- Obituary photo in The Pittsburgh Press April 26, 1990
- Born: Anne Huggett July 29, 1942 Pittsburgh, Pennsylvania, US
- Died: April 24, 1990 (aged 47) West Penn Hospital, Pittsburgh, PA, US
- Other names: Anne Kurlfink
- Occupations: Housewife, activist, editor, publisher
- Known for: Prompting landmark legislation regarding the confidentiality of rape victims' records
- Criminal charge: Contempt of court, 1980. Appeal upheld
- Spouse: Edwin Kurlfink
- Children: 2

= Anne Pride =

American feminist

Anne Pride (July 29, 1942 - April 24, 1990) was a National Organization for Women (NOW) activist and publisher. Pride, an activist against rape, began using the term "Take Back the Night" in 1977. Pride helped found one of the first rape crisis centers in the United States and was involved in protecting the privacy of her clients.

==Career==
Pride started getting involved in feminist activism in 1968. She joined the National Organization of Women (NOW) in 1969. She served as editor of Do It NOW, NOW's national newsletter from 1970 to 1976. From 1975 to 1977, she was on the board of directors for NOW.
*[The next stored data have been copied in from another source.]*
//! The destiny matrix engine: per-domain fusion scoring and summary.
//!
//! For each life domain the engine derives component scores from the two
//! systems' driver signals, converts their gap into an alignment score,
//! applies the luck-cycle/transit convergence weight, and reports a fused
//! adjusted score with explicit confidence. Domains without any supporting
//! raw signal are marked `has_data = false` and excluded from aggregation
//! rather than scored as zero.

use std::collections::BTreeMap;

use tracing::debug;

use crate::alignment::{alignment, alignment_factor};
use crate::config::constants::scoring;
use crate::config::EngineConfig;
use crate::error::MatrixResult;
use crate::insight::rank_insights;
use crate::matrix::signals::{
    collect_astro_signals, collect_saju_signals, signals_for_domain, DriverSignal,
};
use crate::overlap::compute_time_overlap;
use crate::types::cell::{Interaction, InteractionLevel, MatrixCell};
use crate::types::domain::{DomainScore, LifeDomain};
use crate::types::input::MatrixInput;
use crate::types::summary::{Grade, MatrixOutcome, MatrixSummary};

/// Normalize a driver list into a component score in [0, 1].
///
/// Centered at 0.5: all-positive signal saturates toward 1, all-negative
/// toward 0. Returns `None` for an empty list - absence of signal is not a
/// score.
fn component_score(signals: &[DriverSignal]) -> Option<f32> {
    if signals.is_empty() {
        return None;
    }
    let total: f32 = signals.iter().map(|s| s.weight).sum();
    if total <= f32::EPSILON {
        return None;
    }
    let net: f32 = signals.iter().map(|s| s.weight * s.polarity).sum();
    Some((0.5 + net / (2.0 * total)).clamp(0.0, 1.0))
}

/// Pair top drivers from both sides into matrix cells.
fn build_cells(
    domain: LifeDomain,
    saju: &[DriverSignal],
    astro: &[DriverSignal],
    per_side: usize,
) -> MatrixResult<Vec<MatrixCell>> {
    let mut cells = Vec::new();
    for s in saju.iter().take(per_side) {
        for a in astro.iter().take(per_side) {
            let mean_polarity = (s.polarity + a.polarity) / 2.0;
            let level = if mean_polarity > 0.25 {
                InteractionLevel::Synergy
            } else if mean_polarity < -0.25 {
                InteractionLevel::Tension
            } else {
                InteractionLevel::Balance
            };
            let strength = ((s.weight.min(1.0) + a.weight.min(1.0)) / 2.0).min(1.0);
            let score = (5.0 + 5.0 * mean_polarity * strength).clamp(0.0, scoring::SCORE_MAX);
            cells.push(MatrixCell {
                domain,
                saju_signal: s.label.clone(),
                astro_signal: a.label.clone(),
                interaction: Interaction::new(level, score)?,
            });
        }
    }
    Ok(cells)
}

/// Driver/caution labels from a ranked signal list.
fn reasons(signals: &[DriverSignal]) -> (Vec<String>, Vec<String>) {
    let mut drivers = Vec::new();
    let mut cautions = Vec::new();
    for signal in signals {
        if signal.polarity > 0.15 {
            if !drivers.contains(&signal.label) {
                drivers.push(signal.label.clone());
            }
        } else if signal.polarity < -0.15 && !cautions.contains(&signal.label) {
            cautions.push(signal.label.clone());
        }
    }
    drivers.truncate(4);
    cautions.truncate(4);
    (drivers, cautions)
}

/// Run the full matrix calculation.
///
/// # Errors
/// Returns [`crate::error::MatrixError::InvalidInputShape`] when the input
/// or the configuration fails boundary validation. Sparse input is not an
/// error: unsupported domains degrade to `has_data = false`.
pub fn calculate_destiny_matrix(
    input: &MatrixInput,
    config: &EngineConfig,
) -> MatrixResult<MatrixOutcome> {
    input.validate()?;
    config.validate()?;

    let saju_signals = collect_saju_signals(&input.saju);
    let astro_signals = collect_astro_signals(&input.astro);
    let coverage = input.field_coverage();

    let mut domain_scores: BTreeMap<LifeDomain, DomainScore> = BTreeMap::new();
    let mut cells: Vec<MatrixCell> = Vec::new();

    for domain in LifeDomain::all() {
        let saju_ranked = signals_for_domain(&saju_signals, domain);
        let astro_ranked = signals_for_domain(&astro_signals, domain);

        let saju_component = component_score(&saju_ranked);
        let astro_component = component_score(&astro_ranked);

        // Agreement only means something when both systems testify; a
        // single-sided domain scores on the available side alone.
        let (base_component, alignment_score) = match (saju_component, astro_component) {
            (Some(a), Some(b)) => ((a + b) / 2.0, alignment(a, b)),
            (Some(a), None) => (a, scoring::NEUTRAL_ALIGNMENT),
            (None, Some(b)) => (b, scoring::NEUTRAL_ALIGNMENT),
            (None, None) => {
                debug!(%domain, "no raw signal on either side, skipping domain");
                domain_scores.insert(domain, DomainScore::no_data(domain));
                continue;
            }
        };

        let overlap = compute_time_overlap(
            input.saju.current_daeun_element,
            input.saju.current_saeun_element,
            &input.astro.active_transits,
            saju_ranked.len(),
            astro_ranked.len(),
        );

        let base_final_score = scoring::SCORE_MAX * base_component;

        let final_score_adjusted = (base_final_score
            * alignment_factor(alignment_score)
            * overlap.time_overlap_weight)
            .clamp(0.0, scoring::SCORE_MAX);

        let confidence_score = (coverage
            * (scoring::CONFIDENCE_ALIGNMENT_FLOOR
                + (1.0 - scoring::CONFIDENCE_ALIGNMENT_FLOOR) * alignment_score))
            .clamp(0.0, 1.0);

        let (drivers, cautions) = {
            let mut merged: Vec<DriverSignal> = saju_ranked.clone();
            merged.extend(astro_ranked.iter().cloned());
            merged.sort_by(|a, b| {
                b.weight
                    .total_cmp(&a.weight)
                    .then_with(|| a.label.cmp(&b.label))
            });
            reasons(&merged)
        };

        let score = DomainScore {
            domain,
            has_data: true,
            saju_component_score: saju_component.unwrap_or(0.0),
            astro_component_score: astro_component.unwrap_or(0.0),
            alignment_score,
            overlap_strength: overlap.overlap_strength,
            time_overlap_weight: overlap.time_overlap_weight,
            base_final_score,
            final_score_adjusted,
            confidence_score,
            drivers,
            cautions,
        };
        score.validate()?;

        debug!(
            %domain,
            final_score = final_score_adjusted,
            alignment = alignment_score,
            confidence = confidence_score,
            "domain scored"
        );

        cells.extend(build_cells(
            domain,
            &saju_ranked,
            &astro_ranked,
            config.cell_drivers_per_side,
        )?);
        domain_scores.insert(domain, score);
    }

    let summary = summarize(&domain_scores, &cells, coverage, config);
    Ok(MatrixOutcome { summary, cells })
}

/// Aggregate domain scores into the summary, renormalizing weights over
/// domains that carry data.
fn summarize(
    domain_scores: &BTreeMap<LifeDomain, DomainScore>,
    cells: &[MatrixCell],
    coverage: f32,
    config: &EngineConfig,
) -> MatrixSummary {
    let mut weighted = 0.0;
    let mut weight_sum = 0.0;
    let mut confidence_sum = 0.0;
    let mut with_data = 0usize;

    for score in domain_scores.values().filter(|s| s.has_data) {
        let weight = score.domain.summary_weight();
        weighted += weight * score.final_score_adjusted;
        weight_sum += weight;
        confidence_sum += score.confidence_score;
        with_data += 1;
    }

    let total_score = if weight_sum > 0.0 {
        weighted / weight_sum
    } else {
        0.0
    };
    let confidence_score = if with_data > 0 {
        confidence_sum / with_data as f32
    } else {
        0.0
    };

    let insights = rank_insights(domain_scores, cells, config);

    MatrixSummary {
        total_score,
        confidence_score,
        grade: Grade::from_total(total_score),
        data_completeness: coverage * 100.0,
        insight_count: insights.insight_count,
        strength_points: insights.strength_points,
        balance_points: insights.balance_points,
        caution_points: insights.caution_points,
        top_synergies: insights.top_synergies,
        domain_scores: domain_scores.clone(),
    }
}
As a NOW activist, in 1977 she used the term "Take Back the Night" in a memorial she read at an anti-violence rally in Pittsburgh.

Pride was a founder of KNOW, Inc., which worked to publish feminist viewpoints. In 1977, Pride became an associate of the Women's Institute for Freedom of the Press (WIFP).

Pride helped create one of the world's first rape crisis centers, (Note: The Sydney Rape Crisis Centre was established in 1971.) the Pittsburgh Action Against Rape (PAAR) in 1974. She later became part of PAAR staff, starting in 1976.

In the 1980s, she was the director of PAAR. In 1980, Pride refused to give client interview notes to the defense attorney during a rape trial, citing confidentiality concerns. She was found in contempt of court and the appeal was upheld by the Pennsylvania Supreme Court. The court case led to the creation of legislation in Pennsylvania which would ensure confidentiality for rape victims and counselors at crisis centers.

==Personal life==
Pride was born as Anne Hugget on July 29, 1942. She married Edwin Kurlfink at the age of 16, but even before her separation and divorce, wanted to change her name back to Huggett, her family name. However, Pride's father didn't want his name to be associated with the women's movement. Upon her separation from Edwin in 1977, she changed her name to Pride. She and her husband had two children.

Pride was diagnosed with ovarian cancer in 1989. She died on April 24, 1990, at West Penn Hospital after fighting cancer.